Return each line of the entries that holds the string "RateLimited".
□ □ □ □ □
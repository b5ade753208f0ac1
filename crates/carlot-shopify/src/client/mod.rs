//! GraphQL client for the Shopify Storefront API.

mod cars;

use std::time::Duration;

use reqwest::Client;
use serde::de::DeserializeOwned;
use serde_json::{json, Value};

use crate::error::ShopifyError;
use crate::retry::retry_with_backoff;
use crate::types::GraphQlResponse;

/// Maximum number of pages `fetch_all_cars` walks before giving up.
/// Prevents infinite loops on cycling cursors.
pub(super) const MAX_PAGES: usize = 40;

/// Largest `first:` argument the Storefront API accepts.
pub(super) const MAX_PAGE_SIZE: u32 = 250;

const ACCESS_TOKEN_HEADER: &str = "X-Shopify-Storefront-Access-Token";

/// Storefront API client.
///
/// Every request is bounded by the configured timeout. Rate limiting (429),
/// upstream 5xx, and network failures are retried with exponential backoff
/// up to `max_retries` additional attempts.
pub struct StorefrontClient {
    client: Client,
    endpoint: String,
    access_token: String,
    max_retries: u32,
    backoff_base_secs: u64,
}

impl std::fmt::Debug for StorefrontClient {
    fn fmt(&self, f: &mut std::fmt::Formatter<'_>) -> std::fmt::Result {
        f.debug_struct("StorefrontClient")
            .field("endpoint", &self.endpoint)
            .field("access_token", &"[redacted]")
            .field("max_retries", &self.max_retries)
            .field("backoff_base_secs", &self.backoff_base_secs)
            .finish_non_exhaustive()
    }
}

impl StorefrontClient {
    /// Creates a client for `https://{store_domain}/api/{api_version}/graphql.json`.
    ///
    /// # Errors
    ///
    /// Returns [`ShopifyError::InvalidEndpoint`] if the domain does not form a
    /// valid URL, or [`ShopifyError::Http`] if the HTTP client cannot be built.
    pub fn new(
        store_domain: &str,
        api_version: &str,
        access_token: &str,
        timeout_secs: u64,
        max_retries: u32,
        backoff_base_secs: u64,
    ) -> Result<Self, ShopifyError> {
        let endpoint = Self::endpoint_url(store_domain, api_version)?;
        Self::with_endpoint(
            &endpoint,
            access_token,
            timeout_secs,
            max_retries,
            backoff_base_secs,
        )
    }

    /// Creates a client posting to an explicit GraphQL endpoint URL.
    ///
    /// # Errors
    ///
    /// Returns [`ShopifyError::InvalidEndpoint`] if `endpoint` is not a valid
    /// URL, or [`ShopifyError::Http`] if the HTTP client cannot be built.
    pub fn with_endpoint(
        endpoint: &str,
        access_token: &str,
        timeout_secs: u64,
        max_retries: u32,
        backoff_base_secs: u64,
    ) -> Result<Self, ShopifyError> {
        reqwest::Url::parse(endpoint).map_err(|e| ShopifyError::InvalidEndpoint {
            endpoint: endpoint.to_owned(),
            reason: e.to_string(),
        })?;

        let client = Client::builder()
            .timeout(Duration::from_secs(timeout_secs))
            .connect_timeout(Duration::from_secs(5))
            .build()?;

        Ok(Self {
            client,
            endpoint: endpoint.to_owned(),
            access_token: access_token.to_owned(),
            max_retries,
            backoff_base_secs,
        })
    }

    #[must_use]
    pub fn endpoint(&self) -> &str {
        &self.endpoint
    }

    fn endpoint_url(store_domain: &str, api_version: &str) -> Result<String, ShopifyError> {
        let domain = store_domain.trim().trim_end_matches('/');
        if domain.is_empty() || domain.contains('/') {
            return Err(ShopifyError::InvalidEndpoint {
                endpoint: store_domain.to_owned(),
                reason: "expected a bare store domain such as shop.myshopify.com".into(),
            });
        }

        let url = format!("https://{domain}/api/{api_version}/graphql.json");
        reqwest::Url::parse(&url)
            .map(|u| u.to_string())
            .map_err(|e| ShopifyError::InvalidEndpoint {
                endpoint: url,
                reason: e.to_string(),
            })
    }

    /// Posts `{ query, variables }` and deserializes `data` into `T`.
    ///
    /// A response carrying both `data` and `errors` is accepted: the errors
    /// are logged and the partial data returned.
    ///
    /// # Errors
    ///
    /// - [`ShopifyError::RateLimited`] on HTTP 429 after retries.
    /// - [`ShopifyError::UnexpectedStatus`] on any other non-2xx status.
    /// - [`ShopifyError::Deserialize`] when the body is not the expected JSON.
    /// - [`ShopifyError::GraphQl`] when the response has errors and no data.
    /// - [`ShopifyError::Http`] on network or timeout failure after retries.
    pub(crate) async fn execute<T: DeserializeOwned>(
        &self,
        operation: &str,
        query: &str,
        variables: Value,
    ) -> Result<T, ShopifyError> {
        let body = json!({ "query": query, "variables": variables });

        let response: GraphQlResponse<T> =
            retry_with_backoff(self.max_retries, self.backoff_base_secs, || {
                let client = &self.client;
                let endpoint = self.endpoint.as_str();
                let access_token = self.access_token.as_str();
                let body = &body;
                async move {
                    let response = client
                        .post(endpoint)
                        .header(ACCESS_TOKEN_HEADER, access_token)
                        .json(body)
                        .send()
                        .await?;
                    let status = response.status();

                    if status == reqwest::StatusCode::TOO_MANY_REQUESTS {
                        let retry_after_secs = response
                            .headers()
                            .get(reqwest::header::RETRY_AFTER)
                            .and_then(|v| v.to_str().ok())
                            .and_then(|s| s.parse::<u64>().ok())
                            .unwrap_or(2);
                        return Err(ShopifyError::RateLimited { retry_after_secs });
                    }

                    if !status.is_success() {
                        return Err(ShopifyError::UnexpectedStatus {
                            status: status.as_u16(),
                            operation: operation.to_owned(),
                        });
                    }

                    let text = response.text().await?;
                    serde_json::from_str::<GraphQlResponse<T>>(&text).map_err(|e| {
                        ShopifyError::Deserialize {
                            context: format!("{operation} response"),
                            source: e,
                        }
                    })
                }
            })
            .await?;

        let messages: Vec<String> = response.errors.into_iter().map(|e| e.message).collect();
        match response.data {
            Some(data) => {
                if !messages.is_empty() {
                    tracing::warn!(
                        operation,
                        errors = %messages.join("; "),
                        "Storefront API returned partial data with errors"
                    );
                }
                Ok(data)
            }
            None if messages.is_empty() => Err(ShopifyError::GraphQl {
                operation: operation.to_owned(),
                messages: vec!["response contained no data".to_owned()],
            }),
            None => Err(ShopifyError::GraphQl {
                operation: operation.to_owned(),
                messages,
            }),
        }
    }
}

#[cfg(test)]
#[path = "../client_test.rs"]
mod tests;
□ □ □ □ □
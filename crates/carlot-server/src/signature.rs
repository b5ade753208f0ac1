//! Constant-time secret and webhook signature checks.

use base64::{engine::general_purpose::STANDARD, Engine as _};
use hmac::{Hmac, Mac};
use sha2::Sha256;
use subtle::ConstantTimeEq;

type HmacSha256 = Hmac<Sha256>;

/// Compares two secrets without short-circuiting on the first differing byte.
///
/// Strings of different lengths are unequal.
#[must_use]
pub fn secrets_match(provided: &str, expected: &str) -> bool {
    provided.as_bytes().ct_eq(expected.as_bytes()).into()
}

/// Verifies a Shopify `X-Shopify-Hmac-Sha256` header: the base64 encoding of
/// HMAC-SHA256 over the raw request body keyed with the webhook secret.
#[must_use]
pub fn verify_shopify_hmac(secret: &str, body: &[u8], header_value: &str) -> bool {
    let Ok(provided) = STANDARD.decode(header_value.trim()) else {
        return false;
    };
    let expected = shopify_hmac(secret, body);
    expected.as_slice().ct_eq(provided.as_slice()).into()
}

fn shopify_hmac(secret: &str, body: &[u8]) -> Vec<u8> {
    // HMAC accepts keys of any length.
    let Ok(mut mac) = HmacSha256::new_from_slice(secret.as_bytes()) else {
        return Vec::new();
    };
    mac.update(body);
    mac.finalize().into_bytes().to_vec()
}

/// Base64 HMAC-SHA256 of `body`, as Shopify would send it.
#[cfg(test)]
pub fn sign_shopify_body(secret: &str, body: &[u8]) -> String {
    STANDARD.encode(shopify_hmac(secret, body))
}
□ □ □ □ □
Your response
    /// - [`ShopifyError::RateLimited`] on HTTP 429 after retries.
                        return Err(ShopifyError::RateLimited { retry_after_secs });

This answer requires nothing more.